//! Quiz progression
//!
//! Server-owned timers that move a quiz forward: the lead-in before the first
//! question, the per-question timeout, and the grace delay after everyone has
//! answered. Each wait is a spawned sleeper registered in the session's single
//! pending-advance slot; when it wakes it re-locks the room and only acts if
//! its token still owns the slot.

use std::{sync::Arc, time::Duration};

use quizroom_shared::time::Clock;

use crate::{
    config::QuizTiming,
    domain::{
        Advance, AdvanceToken, AdvanceTrigger, Room, RoomCode, RoomRepository, Timestamp,
        leaderboard,
    },
    infrastructure::dto::websocket::ServerMessage,
};

use super::broadcast::Broadcaster;

pub struct QuizProgression {
    repository: Arc<dyn RoomRepository>,
    broadcaster: Arc<Broadcaster>,
    clock: Arc<dyn Clock>,
    timing: QuizTiming,
}

impl QuizProgression {
    pub fn new(
        repository: Arc<dyn RoomRepository>,
        broadcaster: Arc<Broadcaster>,
        clock: Arc<dyn Clock>,
        timing: QuizTiming,
    ) -> Self {
        Self {
            repository,
            broadcaster,
            clock,
            timing,
        }
    }

    /// Dispatch the first question once the lead-in has elapsed.
    pub fn begin(self: &Arc<Self>, room: &mut Room) {
        self.schedule(room, AdvanceTrigger::LeadIn, self.timing.lead_in);
    }

    /// Announce that everyone answered and replace the question timeout
    /// with the grace delay.
    pub async fn on_all_answered(self: &Arc<Self>, room: &mut Room) {
        tracing::info!(
            "Room {}: all players answered question {}",
            room.code,
            room.quiz.current_index() + 1
        );
        let message = ServerMessage::AllAnswered {
            message: "Everyone has answered! Next question coming up...".to_string(),
        };
        self.broadcaster.to_room(room, &message).await;
        self.schedule(room, AdvanceTrigger::AllAnswered, self.timing.grace);
    }

    pub async fn broadcast_leaderboard(&self, room: &Room) {
        let message = ServerMessage::LeaderboardUpdate {
            leaderboard: leaderboard::rank(room.players())
                .into_iter()
                .map(Into::into)
                .collect(),
        };
        self.broadcaster.to_room(room, &message).await;
    }

    fn schedule(self: &Arc<Self>, room: &mut Room, trigger: AdvanceTrigger, delay: Duration) {
        let token = room.quiz.schedule_advance(trigger);
        let code = room.code.clone();
        let this = Arc::clone(self);
        let task = tokio::spawn(async move {
            tokio::time::sleep(delay).await;
            this.fire(code, token).await;
        });
        room.quiz.attach_abort_handle(token, task.abort_handle());
        tracing::debug!("Room {}: {:?} scheduled in {:?}", room.code, trigger, delay);
    }

    async fn fire(self: Arc<Self>, code: RoomCode, token: AdvanceToken) {
        let Some(room) = self.repository.get_room(&code).await else {
            tracing::debug!("Room {} is gone, dropping timer", code);
            return;
        };
        let mut room = room.lock().await;
        let Some(trigger) = room.quiz.claim_pending(token) else {
            tracing::debug!("Room {}: stale timer ignored", code);
            return;
        };

        match trigger {
            AdvanceTrigger::LeadIn => self.send_question(&mut room).await,
            AdvanceTrigger::QuestionTimeout | AdvanceTrigger::AllAnswered => {
                self.advance(&mut room).await
            }
        }
    }

    async fn advance(self: &Arc<Self>, room: &mut Room) {
        match room.quiz.advance() {
            Ok(Advance::Next(_)) => self.send_question(room).await,
            Ok(Advance::Finished) => self.announce_finish(room).await,
            Err(e) => tracing::warn!("Room {}: cannot advance: {}", room.code, e),
        }
    }

    /// Stamp the current question, arm its timeout and broadcast it.
    async fn send_question(self: &Arc<Self>, room: &mut Room) {
        let now = Timestamp::new(self.clock.now_millis());
        let player_count = room.players().len();
        let dispatched = match room.quiz.dispatch_current(player_count, now) {
            Ok(dispatched) => dispatched,
            Err(e) => {
                tracing::warn!("Room {}: cannot dispatch question: {}", room.code, e);
                return;
            }
        };

        let time_limit = dispatched.question.time_limit_seconds();
        let timeout = Duration::from_secs(u64::from(time_limit)) + self.timing.question_buffer;
        self.schedule(room, AdvanceTrigger::QuestionTimeout, timeout);

        tracing::info!(
            "Room {}: question {}/{} sent to {} players",
            room.code,
            dispatched.index + 1,
            dispatched.total,
            dispatched.expected_answerer_count
        );
        let message = ServerMessage::NewQuestion {
            question_number: dispatched.index + 1,
            total_questions: dispatched.total,
            text: dispatched.question.text().to_string(),
            options: dispatched.question.options().to_vec(),
            time_limit_seconds: time_limit,
            started_at: dispatched.started_at.value(),
        };
        self.broadcaster.to_room(room, &message).await;
    }

    async fn announce_finish(&self, room: &Room) {
        let standings = leaderboard::final_standings(room.players());
        match standings.first() {
            Some(winner) => tracing::info!(
                "Room {}: quiz finished, winner {} ({} pts)",
                room.code,
                winner.display_name,
                winner.score
            ),
            None => tracing::info!("Room {}: quiz finished", room.code),
        }
        let message = ServerMessage::QuizFinished {
            leaderboard: standings.into_iter().map(Into::into).collect(),
            message: "Quiz finished! Thanks for playing".to_string(),
        };
        self.broadcaster.to_room(room, &message).await;
    }
}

----------

• **About this exercise**
Which lines above include "AllAnswered"? Show each of them by copying it.

• **Answer area**
        let message = ServerMessage::AllAnswered {
        self.schedule(room, AdvanceTrigger::AllAnswered, self.timing.grace);
            AdvanceTrigger::QuestionTimeout | AdvanceTrigger::AllAnswered => {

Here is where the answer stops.